- [Input]:

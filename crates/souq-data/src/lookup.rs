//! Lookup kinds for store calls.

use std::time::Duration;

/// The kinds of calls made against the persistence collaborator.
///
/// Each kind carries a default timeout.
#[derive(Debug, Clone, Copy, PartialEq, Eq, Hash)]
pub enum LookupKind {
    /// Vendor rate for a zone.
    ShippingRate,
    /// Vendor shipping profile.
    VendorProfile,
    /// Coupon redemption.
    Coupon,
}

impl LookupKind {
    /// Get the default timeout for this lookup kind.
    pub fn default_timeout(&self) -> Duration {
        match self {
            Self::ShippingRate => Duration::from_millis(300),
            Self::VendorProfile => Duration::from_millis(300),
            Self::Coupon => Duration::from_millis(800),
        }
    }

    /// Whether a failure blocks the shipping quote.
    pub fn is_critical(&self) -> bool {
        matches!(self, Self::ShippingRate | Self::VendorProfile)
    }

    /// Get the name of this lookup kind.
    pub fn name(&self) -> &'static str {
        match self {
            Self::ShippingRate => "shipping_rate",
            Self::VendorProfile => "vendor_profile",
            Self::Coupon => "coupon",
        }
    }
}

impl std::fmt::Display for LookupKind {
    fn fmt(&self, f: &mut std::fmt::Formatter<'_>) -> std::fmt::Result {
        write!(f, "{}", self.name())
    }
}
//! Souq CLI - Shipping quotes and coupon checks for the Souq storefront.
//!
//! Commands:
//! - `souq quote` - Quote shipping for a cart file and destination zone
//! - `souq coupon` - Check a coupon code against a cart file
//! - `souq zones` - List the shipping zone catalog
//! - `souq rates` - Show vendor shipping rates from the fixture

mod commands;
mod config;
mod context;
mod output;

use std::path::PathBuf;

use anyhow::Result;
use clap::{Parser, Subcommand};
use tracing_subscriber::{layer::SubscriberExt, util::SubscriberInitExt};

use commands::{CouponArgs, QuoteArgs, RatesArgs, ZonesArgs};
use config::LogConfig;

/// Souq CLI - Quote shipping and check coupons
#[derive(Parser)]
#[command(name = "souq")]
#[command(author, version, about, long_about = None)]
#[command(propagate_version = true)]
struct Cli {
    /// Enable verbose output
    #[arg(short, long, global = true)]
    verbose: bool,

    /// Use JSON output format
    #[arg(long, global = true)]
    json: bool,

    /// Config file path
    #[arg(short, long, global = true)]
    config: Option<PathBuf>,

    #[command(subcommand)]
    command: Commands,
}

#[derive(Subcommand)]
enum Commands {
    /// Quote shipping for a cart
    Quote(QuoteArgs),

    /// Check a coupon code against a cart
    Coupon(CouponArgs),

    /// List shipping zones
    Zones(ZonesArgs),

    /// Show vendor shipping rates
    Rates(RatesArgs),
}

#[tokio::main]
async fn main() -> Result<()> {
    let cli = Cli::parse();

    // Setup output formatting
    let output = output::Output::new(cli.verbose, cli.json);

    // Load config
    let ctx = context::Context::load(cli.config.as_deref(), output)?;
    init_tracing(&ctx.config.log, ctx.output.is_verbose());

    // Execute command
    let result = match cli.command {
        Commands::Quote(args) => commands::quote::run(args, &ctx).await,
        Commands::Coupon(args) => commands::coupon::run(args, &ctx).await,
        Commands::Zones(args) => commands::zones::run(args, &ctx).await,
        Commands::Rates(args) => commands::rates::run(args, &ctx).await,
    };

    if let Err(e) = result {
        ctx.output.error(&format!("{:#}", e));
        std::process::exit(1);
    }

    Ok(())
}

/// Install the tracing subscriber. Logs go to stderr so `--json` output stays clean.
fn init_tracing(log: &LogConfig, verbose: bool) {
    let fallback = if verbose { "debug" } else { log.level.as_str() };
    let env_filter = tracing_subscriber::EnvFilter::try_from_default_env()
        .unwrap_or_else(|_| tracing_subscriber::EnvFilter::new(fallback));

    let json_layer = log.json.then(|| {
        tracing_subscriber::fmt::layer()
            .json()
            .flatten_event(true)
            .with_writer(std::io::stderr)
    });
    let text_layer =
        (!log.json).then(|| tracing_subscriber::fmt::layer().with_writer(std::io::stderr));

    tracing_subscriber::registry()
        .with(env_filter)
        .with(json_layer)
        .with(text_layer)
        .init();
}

- [The problem]:
Everything from the first line of the records through the line containing "the shipping quote." is to be set down exactly, while later lines are left out.

- [Result of this exercise]:
filename crates/souq-data/src/lookup.rs
//! Lookup kinds for store calls.

use std::time::Duration;

/// The kinds of calls made against the persistence collaborator.
///
/// Each kind carries a default timeout.
#[derive(Debug, Clone, Copy, PartialEq, Eq, Hash)]
pub enum LookupKind {
    /// Vendor rate for a zone.
    ShippingRate,
    /// Vendor shipping profile.
    VendorProfile,
    /// Coupon redemption.
    Coupon,
}

impl LookupKind {
    /// Get the default timeout for this lookup kind.
    pub fn default_timeout(&self) -> Duration {
        match self {
            Self::ShippingRate => Duration::from_millis(300),
            Self::VendorProfile => Duration::from_millis(300),
            Self::Coupon => Duration::from_millis(800),
        }
    }

    /// Whether a failure blocks the shipping quote.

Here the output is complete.